The Dental Networks representative stated however that they did their best and announced their members as soon as they could. Still, drafting and editing a letter, printing it and mailing it should take a lot less than 3 weeks.
Personal Data Thrown in the Dumpster
The financial information and social security numbers of hundreds of inhabitants of Flint, USA, have been found in a dumpster. Customers of the Affordable Realty entrusted these private details to the realty mortgage company. When Affordable Realty was evicted from the building where their office was location, company representatives thought the best place to get rid of the data would be the nearest dumpster.
ABC12 News has video record of the incident, along with some text comments. Let’s hope the company is properly held responsible in order to prevent similar future incidents.
Thumbnail Drive with Data of Job Seekers Lost
A company hired by the Nevada Department of Public Safety to do background checks for 109 job applicants managed to loose the private data of said job seekers. According to an article in Chron.com, their private records were stored on a thumbnail drive owned by one of the hired firm employees.
Following this incident, the Department of Public Safety has temporarily suspended the use of outside vendors for background checks while it is reviewing all its processes and procedure.

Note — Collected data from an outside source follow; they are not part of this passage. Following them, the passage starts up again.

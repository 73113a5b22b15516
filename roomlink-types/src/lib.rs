/*
 * Copyright 2025 Security Union LLC
 *
 * Licensed under either of
 *
 * * Apache License, Version 2.0
 *   (http://www.apache.org/licenses/LICENSE-2.0)
 * * MIT license
 *   (http://opensource.org/licenses/MIT)
 *
 * at your option.
 *
 * Unless you explicitly state otherwise, any contribution intentionally
 * submitted for inclusion in the work by you, as defined in the Apache-2.0
 * license, shall be dual licensed as above, without any additional terms or
 * conditions.
 */

//! Shared data types for the roomlink bridge.
//!
//! Everything here is either write-once configuration supplied by the caller
//! (e.g. [`ConnectOptions`]) or a transient record carried inside native event
//! payloads (e.g. [`Participant`], [`Track`]).  The bridge never holds an
//! authoritative copy of any of it; the native room runtime does.

pub mod callback;
pub mod options;
pub mod room;
pub mod view;

pub use callback::Callback;
pub use options::{CameraSource, ConnectOptions, EncodingParameters};
pub use room::{BinaryMessage, Participant, Track, TrackIdentifier};
pub use view::{LocalVideoViewProps, RemoteVideoViewProps, ScaleMode};
/*
 * Copyright 2025 Security Union LLC
 *
 * Licensed under either of
 *
 * * Apache License, Version 2.0
 *   (http://www.apache.org/licenses/LICENSE-2.0)
 * * MIT license
 *   (http://opensource.org/licenses/MIT)
 *
 * at your option.
 *
 * Unless you explicitly state otherwise, any contribution intentionally
 * submitted for inclusion in the work by you, as defined in the Apache-2.0
 * license, shall be dual licensed as above, without any additional terms or
 * conditions.
 */

//! Command dispatch over the two native address spaces.
//!
//! The delivery mechanism is picked once at construction from the platform's
//! [`HostBinding`] and never branched on per call.  The dispatcher tracks no
//! native state; effects come back, if at all, through the event normalizer.

use crate::command::Command;
use crate::host::{HostError, NativeModule, ViewCommandChannel, ViewHandle};
use log::debug;
use serde_json::Value;
use std::cell::Cell;
use std::rc::Rc;

/// Issues [`Command`]s to whichever native surface exists on this platform.
pub enum CommandDispatcher {
    View {
        channel: Rc<dyn ViewCommandChannel>,
        view: Cell<Option<ViewHandle>>,
    },
    Module {
        module: Rc<dyn NativeModule>,
    },
}

impl CommandDispatcher {
    pub fn view(channel: Rc<dyn ViewCommandChannel>) -> Self {
        CommandDispatcher::View {
            channel,
            view: Cell::new(None),
        }
    }

    pub fn module(module: Rc<dyn NativeModule>) -> Self {
        CommandDispatcher::Module { module }
    }

    /// Point the dispatcher at a freshly mounted native view.  No-op on the
    /// module platform.
    pub fn attach_view(&self, handle: ViewHandle) {
        if let CommandDispatcher::View { view, .. } = self {
            view.set(Some(handle));
        }
    }

    /// Forget the native view (unmounted or in a transitional render state).
    pub fn detach_view(&self) {
        if let CommandDispatcher::View { view, .. } = self {
            view.set(None);
        }
    }

    /// Fire-and-forget dispatch.
    ///
    /// An unresolved view handle is a benign lifecycle race, not an error:
    /// the command is dropped silently.  A command without a module
    /// counterpart is likewise dropped on the module platform.
    pub fn dispatch(&self, command: Command) {
        match self {
            CommandDispatcher::View { channel, view } => match view.get() {
                Some(handle) => {
                    channel.dispatch(handle, command.view_code(), command.view_args())
                }
                None => debug!("dropping {} command: no native view attached", command.name()),
            },
            CommandDispatcher::Module { module } => match command.module_call() {
                Some((method, args)) => module.invoke(method, args),
                None => debug!("command {} has no module counterpart", command.name()),
            },
        }
    }

    /// Dispatch a command whose caller expects a resolved value.
    ///
    /// On a fire-and-forget transport (the view channel, or a command the
    /// module has no counterpart for) this resolves immediately with `echo`:
    /// an optimistic echo of the requested value, not a confirmed native
    /// acknowledgment.  Callers needing ground truth must corroborate through
    /// events.
    pub async fn dispatch_deferred(
        &self,
        command: Command,
        echo: Value,
    ) -> Result<Value, HostError> {
        match self {
            CommandDispatcher::View { .. } => {
                self.dispatch(command);
                Ok(echo)
            }
            CommandDispatcher::Module { module } => match command.module_call() {
                Some((method, args)) => module.invoke_deferred(method, args).await,
                None => Ok(echo),
            },
        }
    }
}

/// Interpret a deferred result as the boolean the "set enabled" operations
/// resolve with.
pub(crate) fn value_as_bool(method: &str, value: Value) -> Result<bool, HostError> {
    value.as_bool().ok_or_else(|| HostError::UnexpectedValue {
        method: method.to_string(),
    })
}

UK Companies Pay £47 for Every Lost Private Record
The Register explores the costs of data breaches for UK companies in an article published earlier today. And the numbers they publish should scare companies from both UK and different countries as laws and regulations seem to get harsher by the minute.
While the average price per lost record is of £47, the average total price paid by a company exposed to data breaches is of £1.4 million. These troubling amounts are the result of a study conducted by the Ponemone Institute. 21 UK companies took part in the research and the winners are financial companies, who report the most expensive data breaches of about £55.
The size of the losses examined ranged from 2,500 records to more than 125,000 and costs ranged from £84,000 to £3.8m.
Breaches by third parties were more expensive than in-house losses - on average £59 rather than £42 in-house. This is a difficult issue for big companies to deal with, because their supply chain will include hundreds or even thousands of partner and outsourcer companies.